- REQUIRED WORK
From the line with "filename src/storage/mod.rs" to the line with "use crate::error::Result;", retype every line exactly, including those two, and leave out the rest of the data below.
Top of SUPPLIED MATERIAL
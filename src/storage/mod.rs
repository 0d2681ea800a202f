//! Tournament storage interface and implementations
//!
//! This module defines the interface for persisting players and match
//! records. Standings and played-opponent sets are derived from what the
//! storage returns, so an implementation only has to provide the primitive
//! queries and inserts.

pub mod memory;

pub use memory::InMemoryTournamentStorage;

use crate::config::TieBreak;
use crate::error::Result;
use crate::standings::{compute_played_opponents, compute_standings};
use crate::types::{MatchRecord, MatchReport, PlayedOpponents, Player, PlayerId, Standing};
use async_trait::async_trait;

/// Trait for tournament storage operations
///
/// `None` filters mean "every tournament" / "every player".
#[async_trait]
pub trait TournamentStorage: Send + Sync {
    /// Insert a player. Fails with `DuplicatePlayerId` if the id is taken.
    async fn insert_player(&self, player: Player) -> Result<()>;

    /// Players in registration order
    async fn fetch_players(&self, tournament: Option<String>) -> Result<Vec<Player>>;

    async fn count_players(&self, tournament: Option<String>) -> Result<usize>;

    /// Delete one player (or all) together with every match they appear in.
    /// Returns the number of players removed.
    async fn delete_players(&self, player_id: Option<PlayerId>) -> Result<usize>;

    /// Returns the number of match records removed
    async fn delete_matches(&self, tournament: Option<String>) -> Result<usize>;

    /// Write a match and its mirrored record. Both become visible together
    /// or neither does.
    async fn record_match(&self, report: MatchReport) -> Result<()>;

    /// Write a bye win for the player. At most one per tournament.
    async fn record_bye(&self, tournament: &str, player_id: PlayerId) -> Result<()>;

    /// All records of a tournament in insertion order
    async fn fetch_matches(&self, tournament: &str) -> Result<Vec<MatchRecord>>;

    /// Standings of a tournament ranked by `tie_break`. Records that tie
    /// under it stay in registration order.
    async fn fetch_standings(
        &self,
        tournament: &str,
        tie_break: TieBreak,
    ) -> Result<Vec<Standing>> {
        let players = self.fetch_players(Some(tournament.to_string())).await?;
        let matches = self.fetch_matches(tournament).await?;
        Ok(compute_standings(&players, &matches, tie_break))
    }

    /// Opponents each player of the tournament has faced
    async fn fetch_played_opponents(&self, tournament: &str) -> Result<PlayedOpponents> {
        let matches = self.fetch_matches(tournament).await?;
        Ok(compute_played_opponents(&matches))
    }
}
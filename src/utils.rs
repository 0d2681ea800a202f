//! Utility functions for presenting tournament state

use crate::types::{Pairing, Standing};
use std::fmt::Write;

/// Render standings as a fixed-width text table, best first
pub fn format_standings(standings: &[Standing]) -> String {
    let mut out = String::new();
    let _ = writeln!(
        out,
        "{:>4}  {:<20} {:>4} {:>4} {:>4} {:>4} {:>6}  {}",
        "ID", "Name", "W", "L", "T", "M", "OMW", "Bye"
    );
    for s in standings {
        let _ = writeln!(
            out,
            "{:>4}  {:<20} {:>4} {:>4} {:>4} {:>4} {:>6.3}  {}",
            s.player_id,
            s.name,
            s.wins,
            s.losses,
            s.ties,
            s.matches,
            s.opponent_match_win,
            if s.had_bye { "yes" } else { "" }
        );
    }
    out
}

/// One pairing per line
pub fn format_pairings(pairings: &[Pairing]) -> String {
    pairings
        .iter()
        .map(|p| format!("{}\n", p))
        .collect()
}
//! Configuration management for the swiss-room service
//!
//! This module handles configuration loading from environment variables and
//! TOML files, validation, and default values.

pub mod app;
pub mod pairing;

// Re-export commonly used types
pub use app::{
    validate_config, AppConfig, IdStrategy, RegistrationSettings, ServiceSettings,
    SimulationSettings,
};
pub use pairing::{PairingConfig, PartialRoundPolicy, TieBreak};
Bottom of SUPPLIED MATERIAL
Top of SUPPLIED MATERIAL
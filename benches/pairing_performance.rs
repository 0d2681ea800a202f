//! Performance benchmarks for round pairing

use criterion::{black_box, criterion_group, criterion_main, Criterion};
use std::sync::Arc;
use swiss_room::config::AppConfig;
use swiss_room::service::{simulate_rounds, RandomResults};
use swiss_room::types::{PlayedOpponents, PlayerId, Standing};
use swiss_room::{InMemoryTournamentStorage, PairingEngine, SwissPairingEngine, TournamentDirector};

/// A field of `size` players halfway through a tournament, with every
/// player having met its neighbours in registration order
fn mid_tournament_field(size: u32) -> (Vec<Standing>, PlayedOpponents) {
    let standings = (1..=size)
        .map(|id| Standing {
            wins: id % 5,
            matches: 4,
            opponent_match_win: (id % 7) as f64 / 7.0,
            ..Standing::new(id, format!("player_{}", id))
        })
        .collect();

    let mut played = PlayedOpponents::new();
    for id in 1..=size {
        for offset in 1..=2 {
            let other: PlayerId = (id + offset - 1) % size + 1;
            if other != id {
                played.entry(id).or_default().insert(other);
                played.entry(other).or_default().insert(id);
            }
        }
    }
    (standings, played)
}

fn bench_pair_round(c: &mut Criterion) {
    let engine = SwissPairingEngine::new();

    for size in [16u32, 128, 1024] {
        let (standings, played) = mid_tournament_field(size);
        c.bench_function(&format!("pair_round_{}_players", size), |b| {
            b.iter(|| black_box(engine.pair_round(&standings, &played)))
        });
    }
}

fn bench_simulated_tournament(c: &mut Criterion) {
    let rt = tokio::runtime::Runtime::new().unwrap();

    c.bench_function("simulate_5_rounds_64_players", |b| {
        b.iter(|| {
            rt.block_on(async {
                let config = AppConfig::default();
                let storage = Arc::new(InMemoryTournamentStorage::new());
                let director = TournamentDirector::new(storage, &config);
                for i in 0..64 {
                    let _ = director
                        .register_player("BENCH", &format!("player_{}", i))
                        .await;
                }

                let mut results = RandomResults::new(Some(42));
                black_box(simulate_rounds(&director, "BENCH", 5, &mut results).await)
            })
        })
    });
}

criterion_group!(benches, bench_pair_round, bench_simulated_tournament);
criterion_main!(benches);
Bottom of SUPPLIED MATERIAL
- TASK SOLUTION
filename src/storage/mod.rs
repository 0d2681ea800a202f
//! Tournament storage interface and implementations
//!
//! This module defines the interface for persisting players and match
//! records. Standings and played-opponent sets are derived from what the
//! storage returns, so an implementation only has to provide the primitive
//! queries and inserts.

pub mod memory;

pub use memory::InMemoryTournamentStorage;

use crate::config::TieBreak;
use crate::error::Result;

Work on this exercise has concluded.